哀歌の序曲――――



『りっくん!』


甲高い声。

でも、綺麗だよ。

お前の何もかもが透き通っていて、美しいんだ。

天使なんて仕事してっから余計解るよ。

お前程、煌びやかな女はいない。

『りっくん、支配下に入れたんだね!』

俺の手を取ると、彼奴はにこやかに笑う。

仄かな赤い髪から、くすぐったい優しい匂いが俺の鼻を包む。

『おう、赤月先輩。』

『うむ、よきにはからいたまぇー! 独楽くん!』

可愛いな……

初めて人をここまで愛しいと想ったんだ。

ずっと一緒にいたいと思ってた。

万里が爾来が好きだって事は知ってた。

歯を食いしばって、二人がカーテン越しで楽しそうに会話をしているのを我慢していたんだ。

隠し通してきたんだぜ?

キャルナスや七瀬にはバレちまったけどさ。


『りっくん!』


何時までも見ていたかった、お前の笑顔。

何時までも聞いていたかった、お前の俺を呼ぶ声。

なのに、なのにな……






『あたしは爾来様をお守りせねばっ……!!』


『……駄目だよ。
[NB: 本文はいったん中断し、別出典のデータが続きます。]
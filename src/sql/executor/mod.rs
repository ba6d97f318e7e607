use crate::{
    error::{Error, Result},
    sql::{
        cache::{CacheStatus, ResultCache},
        engine::Engine,
        executor::{
            mutation::{Delete, Insert, Update},
            query::Scan,
            schema::{CreateTable, DropTable, ListTables},
        },
        parser::ast::{Clause, Statement},
        schema::{Column, Table},
        types::{Row, Value},
    },
};

mod mutation;
mod query;
mod schema;

/// Statement executor trait
pub trait Executor<E: Engine> {
    fn execute(self: Box<Self>, engine: &mut E, cache: &mut ResultCache) -> Result<ResultSet>;
}

/// Builds an executor from a parsed statement
impl<E: Engine + 'static> dyn Executor<E> {
    pub fn build(stmt: Statement) -> Box<dyn Executor<E>> {
        match stmt {
            Statement::ListTables => ListTables::new(),
            Statement::CreateTable { name, columns } => CreateTable::new(name, columns),
            Statement::DropTable { name } => DropTable::new(name),
            Statement::Insert { table_name, values } => Insert::new(table_name, values),
            Statement::Select { table_name, where_clause } => Scan::new(table_name, where_clause),
            Statement::Update {
                table_name,
                set,
                where_clause,
            } => Update::new(table_name, set, where_clause),
            Statement::Delete {
                table_name,
                where_clause,
            } => Delete::new(table_name, where_clause),
        }
    }
}

/// Execution result set
#[derive(Debug, PartialEq)]
pub enum ResultSet {
    ListTables {
        tables: Vec<String>,
    },
    CreateTable {
        table_name: String,
        columns: Vec<Column>,
    },
    DropTable {
        table_name: String,
    },
    /// `id` is the identifier assigned to the new row
    Insert {
        table_name: String,
        id: u64,
    },
    Scan {
        table_name: String,
        columns: Vec<String>,
        rows: Vec<Row>,
        cache: CacheStatus,
    },
    Update {
        table_name: String,
        count: usize,
    },
    Delete {
        table_name: String,
        count: usize,
    },
}

/// Coerces a value into a column's type, naming the column on failure
fn coerce_for(column: &Column, value: Value) -> Result<Value> {
    value.coerce(column.datatype).map_err(|err| match err {
        Error::Validation(msg) => Error::Validation(format!("column {}: {}", column.name, msg)),
        other => other,
    })
}

/// Checks that every column named in the clause exists in the table
fn ensure_columns(table: &Table, clause: &Clause) -> Result<()> {
    for column in clause.columns() {
        table.get_column(column)?;
    }
    Ok(())
}

/// Coerces every literal of the clause into its column's type
fn coerce_clause(table: &Table, clause: Clause) -> Result<Clause> {
    clause
        .into_iter()
        .map(|(name, value)| {
            let column = table.get_column(&name)?;
            Ok((name, coerce_for(column, value)?))
        })
        .collect()
}

/// A row matches when it holds every clause column with an equal value of
/// the same type
fn row_matches(row: &Row, clause: &Clause) -> bool {
    clause.iter().all(|(column, value)| row.get(column) == Some(value))
}
#[cfg(test)]
mod tests {
    use super::{DocEngine, Engine, Session};
    use crate::{
        error::{Error, Result},
        sql::{
            cache::{CacheKey, CacheStatus},
            executor::ResultSet,
            schema::Column,
            types::{DataType, Row, Value},
        },
        storage::memory::MemoryEngine,
    };

    fn session() -> Session<DocEngine<MemoryEngine>> {
        Session::new(DocEngine::new(MemoryEngine::new()))
    }

    fn ann(id: i64, age: i64) -> Row {
        Row::from([
            ("ID".to_string(), Value::Integer(id)),
            ("name".to_string(), Value::from("Ann")),
            ("age".to_string(), Value::Integer(age)),
        ])
    }

    fn scan(result: ResultSet) -> (Vec<Row>, CacheStatus) {
        match result {
            ResultSet::Scan { rows, cache, .. } => (rows, cache),
            other => panic!("expected scan, got {:?}", other),
        }
    }

    #[test]
    fn test_scenarios() -> Result<()> {
        let mut s = session();

        // A
        let created = s.execute("create_table users name:str age:int")?;
        assert_eq!(
            created,
            ResultSet::CreateTable {
                table_name: "users".to_string(),
                columns: vec![
                    Column { name: "ID".to_string(), datatype: DataType::Integer },
                    Column { name: "name".to_string(), datatype: DataType::Text },
                    Column { name: "age".to_string(), datatype: DataType::Integer },
                ],
            }
        );
        let table = s.engine().must_get_table("users")?;
        assert_eq!(table.column_names(), vec!["ID", "name", "age"]);
        assert_eq!(table.last_id, 0);

        // B
        let inserted = s.execute(r#"insert into users values ("Ann", 30)"#)?;
        assert_eq!(inserted, ResultSet::Insert { table_name: "users".to_string(), id: 1 });
        assert_eq!(s.engine().load_rows("users")?, vec![ann(1, 30)]);

        // C
        let (rows, status) = scan(s.execute("select from users where age = 30")?);
        assert_eq!(rows, vec![ann(1, 30)]);
        assert_eq!(status, CacheStatus::Miss);
        let (again, status) = scan(s.execute("select from users where age = 30")?);
        assert_eq!(again, rows);
        assert_eq!(status, CacheStatus::Hit);

        // D
        let updated = s.execute(r#"update users set age=31 where name="Ann""#)?;
        assert_eq!(updated, ResultSet::Update { table_name: "users".to_string(), count: 1 });
        let (rows, status) = scan(s.execute("select from users where age = 30")?);
        assert!(rows.is_empty());
        assert_eq!(status, CacheStatus::Miss);
        let (rows, _) = scan(s.execute("select from users where age = 31")?);
        assert_eq!(rows, vec![ann(1, 31)]);

        // E
        let deleted = s.execute(r#"delete from users where name="Ann""#)?;
        assert_eq!(deleted, ResultSet::Delete { table_name: "users".to_string(), count: 1 });
        assert!(s.engine().load_rows("users")?.is_empty());
        assert!(s.cache().is_empty());

        // F
        let dropped = s.execute("drop_table users")?;
        assert_eq!(dropped, ResultSet::DropTable { table_name: "users".to_string() });
        assert!(matches!(s.execute("select from users"), Err(Error::NotFound(_))));
        assert!(matches!(s.engine().must_get_table("users"), Err(Error::NotFound(_))));
        Ok(())
    }

    #[test]
    fn test_list_tables() -> Result<()> {
        let mut s = session();
        assert_eq!(s.execute("list_tables")?, ResultSet::ListTables { tables: vec![] });

        s.execute("create_table zeta a:int")?;
        s.execute("create_table alpha a:int")?;
        s.execute("create_table mid a:int")?;
        assert_eq!(
            s.execute("list_tables")?,
            ResultSet::ListTables {
                tables: vec!["alpha".to_string(), "mid".to_string(), "zeta".to_string()]
            }
        );
        Ok(())
    }

    #[test]
    fn test_create_table_errors() -> Result<()> {
        let mut s = session();
        s.execute("create_table users name:str")?;

        assert!(matches!(s.execute("create_table users a:int"), Err(Error::Validation(_))));
        assert!(matches!(s.execute("create_table t ID:int"), Err(Error::Validation(_))));
        assert!(matches!(s.execute("create_table t a:float"), Err(Error::Validation(_))));
        assert!(matches!(s.execute("create_table t a"), Err(Error::Validation(_))));
        assert!(matches!(s.execute("create_table t :int"), Err(Error::Validation(_))));
        assert!(matches!(s.execute("create_table t a:int a:str"), Err(Error::Validation(_))));

        // failed attempts leave nothing behind
        assert_eq!(s.execute("list_tables")?, ResultSet::ListTables { tables: vec!["users".to_string()] });
        Ok(())
    }

    #[test]
    fn test_drop_missing_table() {
        let mut s = session();
        assert!(matches!(s.execute("drop_table ghost"), Err(Error::NotFound(_))));
    }

    #[test]
    fn test_insert_ids_never_reused() -> Result<()> {
        let mut s = session();
        s.execute("create_table t v:int")?;

        let mut ids = Vec::new();
        for v in 0..3 {
            match s.execute(&format!("insert into t values ({})", v))? {
                ResultSet::Insert { id, .. } => ids.push(id),
                other => panic!("unexpected {:?}", other),
            }
        }
        s.execute("delete from t where v = 2")?;
        s.execute("delete from t where v = 0")?;
        match s.execute("insert into t values (9)")? {
            ResultSet::Insert { id, .. } => ids.push(id),
            other => panic!("unexpected {:?}", other),
        }
        assert_eq!(ids, vec![1, 2, 3, 4]);
        assert_eq!(s.engine().must_get_table("t")?.last_id, 4);
        Ok(())
    }

    #[test]
    fn test_insert_validation() -> Result<()> {
        let mut s = session();
        s.execute("create_table t n:int b:bool")?;

        for line in [
            "insert into t values (1)",
            "insert into t values (1, true, 3)",
            r#"insert into t values ("true", true)"#,
            "insert into t values (abc, true)",
            "insert into t values (true, true)",
            "insert into t values (1, 5)",
        ] {
            assert!(
                matches!(s.execute(line), Err(Error::Validation(_))),
                "{} should fail validation",
                line
            );
        }
        assert!(s.engine().load_rows("t")?.is_empty());
        assert_eq!(s.engine().must_get_table("t")?.last_id, 0);

        assert!(matches!(s.execute("insert into nope values (1)"), Err(Error::NotFound(_))));

        // text that reads as the right type is accepted
        s.execute(r#"insert into t values ("7", "TRUE")"#)?;
        let rows = s.engine().load_rows("t")?;
        assert_eq!(rows[0]["n"], Value::Integer(7));
        assert_eq!(rows[0]["b"], Value::Boolean(true));
        Ok(())
    }

    #[test]
    fn test_text_column_accepts_any_literal() -> Result<()> {
        let mut s = session();
        s.execute("create_table t label:str")?;
        s.execute("insert into t values (42)")?;
        s.execute("insert into t values (false)")?;
        let rows = s.engine().load_rows("t")?;
        assert_eq!(rows[0]["label"], Value::from("42"));
        assert_eq!(rows[1]["label"], Value::from("false"));

        let (found, _) = scan(s.execute("select from t where label = 42")?);
        assert_eq!(found.len(), 1);
        Ok(())
    }

    #[test]
    fn test_select_errors() -> Result<()> {
        let mut s = session();
        s.execute("create_table t n:int")?;
        assert!(matches!(s.execute("select from t where nope = 1"), Err(Error::NotFound(_))));
        assert!(matches!(s.execute("select from t where n = abc"), Err(Error::Validation(_))));
        assert!(matches!(s.execute("select from ghost"), Err(Error::NotFound(_))));
        assert!(s.cache().is_empty());
        Ok(())
    }

    #[test]
    fn test_select_honors_first_condition_only() -> Result<()> {
        let mut s = session();
        s.execute("create_table t a:int b:int")?;
        s.execute("insert into t values (1, 1)")?;
        s.execute("insert into t values (1, 2)")?;

        let (rows, _) = scan(s.execute("select from t where a = 1, b = 2")?);
        assert_eq!(rows.len(), 2);
        assert!(s.cache().contains(&CacheKey::filtered("t", "a", Value::Integer(1))));
        Ok(())
    }

    #[test]
    fn test_select_literal_is_normalized() -> Result<()> {
        let mut s = session();
        s.execute("create_table t n:int")?;
        s.execute("insert into t values (5)")?;

        let (_, status) = scan(s.execute("select from t where n = 5")?);
        assert_eq!(status, CacheStatus::Miss);
        let (rows, status) = scan(s.execute(r#"select from t where n = "5""#)?);
        assert_eq!(status, CacheStatus::Hit);
        assert_eq!(rows.len(), 1);
        Ok(())
    }

    #[test]
    fn test_mutations_invalidate_cache() -> Result<()> {
        let mut s = session();
        s.execute("create_table t n:int")?;
        s.execute("create_table other n:int")?;
        s.execute("select from other")?;

        let mutations = [
            "insert into t values (1)",
            "update t set n = 2 where n = 1",
            "delete from t where n = 2",
        ];
        for mutation in mutations {
            s.execute("select from t")?;
            let (_, status) = scan(s.execute("select from t")?);
            assert_eq!(status, CacheStatus::Hit);

            s.execute(mutation)?;
            assert!(!s.cache().contains(&CacheKey::table("t")));
            let (_, status) = scan(s.execute("select from t")?);
            assert_eq!(status, CacheStatus::Miss, "stale cache after {}", mutation);
        }

        // other tables are untouched
        assert!(s.cache().contains(&CacheKey::table("other")));

        s.execute("drop_table t")?;
        assert!(!s.cache().contains(&CacheKey::table("t")));
        Ok(())
    }

    #[test]
    fn test_update_conjunctive_where() -> Result<()> {
        let mut s = session();
        s.execute("create_table t a:int b:bool c:str")?;
        s.execute(r#"insert into t values (1, true, "x")"#)?;
        s.execute(r#"insert into t values (1, false, "y")"#)?;
        s.execute(r#"insert into t values (2, true, "z")"#)?;

        let updated = s.execute(r#"update t set c = "hit", a = 10 where a = 1, b = true"#)?;
        assert_eq!(updated, ResultSet::Update { table_name: "t".to_string(), count: 1 });
        let rows = s.engine().load_rows("t")?;
        assert_eq!(rows[0]["c"], Value::from("hit"));
        assert_eq!(rows[0]["a"], Value::Integer(10));
        assert_eq!(rows[1]["c"], Value::from("y"));
        assert_eq!(rows[2]["c"], Value::from("z"));

        let none = s.execute("update t set c = q where a = 99")?;
        assert_eq!(none, ResultSet::Update { table_name: "t".to_string(), count: 0 });
        Ok(())
    }

    #[test]
    fn test_update_errors() -> Result<()> {
        let mut s = session();
        s.execute("create_table t a:int")?;
        s.execute("insert into t values (1)")?;

        assert!(matches!(s.execute("update t set nope = 1 where a = 1"), Err(Error::NotFound(_))));
        assert!(matches!(s.execute("update t set a = 1 where nope = 1"), Err(Error::NotFound(_))));
        assert!(matches!(s.execute("update t set a = x where a = 1"), Err(Error::Validation(_))));
        assert!(matches!(s.execute("update t set a = 1 where a = true"), Err(Error::Validation(_))));
        assert!(matches!(s.execute("update t set ID = 5 where a = 1"), Err(Error::Validation(_))));
        assert!(matches!(s.execute("update ghost set a = 1 where a = 1"), Err(Error::NotFound(_))));

        assert_eq!(s.engine().load_rows("t")?[0]["a"], Value::Integer(1));
        Ok(())
    }

    #[test]
    fn test_delete_by_id() -> Result<()> {
        let mut s = session();
        s.execute("create_table t a:int")?;
        for v in [10, 20, 30] {
            s.execute(&format!("insert into t values ({})", v))?;
        }

        let deleted = s.execute("delete from t where ID = 2")?;
        assert_eq!(deleted, ResultSet::Delete { table_name: "t".to_string(), count: 1 });
        let ids = s
            .engine()
            .load_rows("t")?
            .iter()
            .map(|r| r["ID"].clone())
            .collect::<Vec<_>>();
        assert_eq!(ids, vec![Value::Integer(1), Value::Integer(3)]);

        let none = s.execute("delete from t where a = 20")?;
        assert_eq!(none, ResultSet::Delete { table_name: "t".to_string(), count: 0 });
        assert!(matches!(s.execute("delete from t where b = 1"), Err(Error::NotFound(_))));
        Ok(())
    }

    #[test]
    fn test_recreated_table_starts_empty() -> Result<()> {
        let mut s = session();
        s.execute("create_table t a:int")?;
        s.execute("insert into t values (1)")?;
        s.execute("drop_table t")?;
        s.execute("create_table t a:int")?;

        let (rows, _) = scan(s.execute("select from t")?);
        assert!(rows.is_empty());
        match s.execute("insert into t values (1)")? {
            ResultSet::Insert { id, .. } => assert_eq!(id, 1),
            other => panic!("unexpected {:?}", other),
        }
        Ok(())
    }

    #[test]
    fn test_non_statements() {
        let mut s = session();
        assert!(matches!(s.execute("help"), Err(Error::Parse(_))));
        assert!(matches!(s.execute("frobnicate"), Err(Error::Parse(_))));
    }
}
』


『万里――――!!』






歪ませたんだ、彼奴の笑顔を。


『りっ……く……ん……死に……たく……ない……』


壊したんだ、彼奴の綺麗な声を。

赦せなくなった。

白露 鎖葉斗を。

万里を殺した白露を。






「万里、仇は俺が……」

銀露に濡れたナイフを磨きながら、夜空の君に誓う。